**Work instructions**
Within the records, say how many lines include the word "that"; the answer should be the number and no more.

**Records supplied**
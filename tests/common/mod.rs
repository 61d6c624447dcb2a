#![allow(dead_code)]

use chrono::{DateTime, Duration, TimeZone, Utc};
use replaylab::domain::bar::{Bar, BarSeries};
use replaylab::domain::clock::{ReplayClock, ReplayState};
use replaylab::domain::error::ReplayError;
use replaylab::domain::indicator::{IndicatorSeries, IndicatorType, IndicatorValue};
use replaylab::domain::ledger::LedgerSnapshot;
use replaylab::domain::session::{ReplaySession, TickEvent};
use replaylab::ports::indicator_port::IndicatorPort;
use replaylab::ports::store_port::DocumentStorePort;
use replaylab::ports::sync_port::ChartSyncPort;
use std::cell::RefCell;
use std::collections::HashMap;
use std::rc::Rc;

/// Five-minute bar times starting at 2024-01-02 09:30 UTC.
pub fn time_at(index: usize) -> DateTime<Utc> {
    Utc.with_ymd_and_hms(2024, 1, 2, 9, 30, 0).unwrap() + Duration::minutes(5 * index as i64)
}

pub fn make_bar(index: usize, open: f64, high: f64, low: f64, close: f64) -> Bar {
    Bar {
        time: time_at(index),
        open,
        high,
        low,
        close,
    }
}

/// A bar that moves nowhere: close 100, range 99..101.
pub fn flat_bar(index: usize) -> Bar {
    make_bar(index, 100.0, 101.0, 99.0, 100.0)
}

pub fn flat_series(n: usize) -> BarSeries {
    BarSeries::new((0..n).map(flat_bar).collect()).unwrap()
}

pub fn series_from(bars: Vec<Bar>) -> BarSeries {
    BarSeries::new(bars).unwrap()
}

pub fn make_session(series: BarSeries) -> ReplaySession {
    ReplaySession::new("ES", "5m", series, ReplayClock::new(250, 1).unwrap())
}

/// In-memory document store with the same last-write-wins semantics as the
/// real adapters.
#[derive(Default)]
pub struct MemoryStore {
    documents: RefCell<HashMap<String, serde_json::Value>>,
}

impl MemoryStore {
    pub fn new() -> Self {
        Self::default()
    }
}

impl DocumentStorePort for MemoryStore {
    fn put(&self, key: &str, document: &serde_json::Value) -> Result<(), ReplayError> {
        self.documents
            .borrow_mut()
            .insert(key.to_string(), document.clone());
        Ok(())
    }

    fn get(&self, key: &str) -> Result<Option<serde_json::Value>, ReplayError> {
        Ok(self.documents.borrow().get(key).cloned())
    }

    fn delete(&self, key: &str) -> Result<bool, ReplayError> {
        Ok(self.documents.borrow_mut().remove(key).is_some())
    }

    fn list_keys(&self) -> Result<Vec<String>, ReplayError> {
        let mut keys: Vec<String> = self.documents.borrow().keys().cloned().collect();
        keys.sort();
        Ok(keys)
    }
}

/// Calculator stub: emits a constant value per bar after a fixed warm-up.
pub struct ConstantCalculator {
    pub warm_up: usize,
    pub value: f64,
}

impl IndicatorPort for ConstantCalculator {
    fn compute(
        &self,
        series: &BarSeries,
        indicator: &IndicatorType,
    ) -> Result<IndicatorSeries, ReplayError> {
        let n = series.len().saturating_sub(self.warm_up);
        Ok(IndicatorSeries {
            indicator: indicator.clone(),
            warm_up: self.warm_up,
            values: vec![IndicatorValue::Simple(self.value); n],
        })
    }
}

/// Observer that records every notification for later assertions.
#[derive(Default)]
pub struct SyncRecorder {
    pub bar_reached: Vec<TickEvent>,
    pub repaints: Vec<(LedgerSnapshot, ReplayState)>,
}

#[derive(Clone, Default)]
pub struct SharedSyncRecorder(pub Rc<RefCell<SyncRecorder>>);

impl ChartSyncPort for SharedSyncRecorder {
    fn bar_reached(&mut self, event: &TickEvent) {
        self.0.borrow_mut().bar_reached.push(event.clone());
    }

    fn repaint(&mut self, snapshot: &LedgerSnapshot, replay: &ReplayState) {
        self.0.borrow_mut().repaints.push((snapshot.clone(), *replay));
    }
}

==

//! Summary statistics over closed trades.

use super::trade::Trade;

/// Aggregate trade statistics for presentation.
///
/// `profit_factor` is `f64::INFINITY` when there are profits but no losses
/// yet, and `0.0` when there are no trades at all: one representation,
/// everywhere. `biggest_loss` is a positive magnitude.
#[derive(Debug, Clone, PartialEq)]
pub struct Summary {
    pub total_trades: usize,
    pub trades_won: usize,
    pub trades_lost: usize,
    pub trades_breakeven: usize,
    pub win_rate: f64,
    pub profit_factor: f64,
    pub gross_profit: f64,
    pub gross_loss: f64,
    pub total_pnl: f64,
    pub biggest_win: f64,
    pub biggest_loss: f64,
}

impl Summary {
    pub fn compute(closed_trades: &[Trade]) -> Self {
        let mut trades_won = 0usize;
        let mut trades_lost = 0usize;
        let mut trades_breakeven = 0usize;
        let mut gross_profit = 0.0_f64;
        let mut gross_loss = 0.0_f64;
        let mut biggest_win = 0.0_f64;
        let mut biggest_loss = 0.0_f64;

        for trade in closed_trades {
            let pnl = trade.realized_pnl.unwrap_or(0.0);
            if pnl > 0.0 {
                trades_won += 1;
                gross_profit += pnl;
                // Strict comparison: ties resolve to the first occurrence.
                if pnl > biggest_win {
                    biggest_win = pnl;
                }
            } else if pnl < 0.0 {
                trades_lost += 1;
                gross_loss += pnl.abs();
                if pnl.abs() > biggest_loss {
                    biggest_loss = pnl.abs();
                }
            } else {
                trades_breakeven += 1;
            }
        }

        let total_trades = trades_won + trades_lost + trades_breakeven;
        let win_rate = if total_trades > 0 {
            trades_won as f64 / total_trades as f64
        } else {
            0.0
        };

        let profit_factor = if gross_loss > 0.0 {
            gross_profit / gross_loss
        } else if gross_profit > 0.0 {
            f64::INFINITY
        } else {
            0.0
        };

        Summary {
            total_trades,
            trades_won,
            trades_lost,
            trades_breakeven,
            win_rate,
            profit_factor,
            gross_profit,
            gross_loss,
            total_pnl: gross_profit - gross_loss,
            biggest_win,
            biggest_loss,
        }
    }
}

**Solution for this problem**
2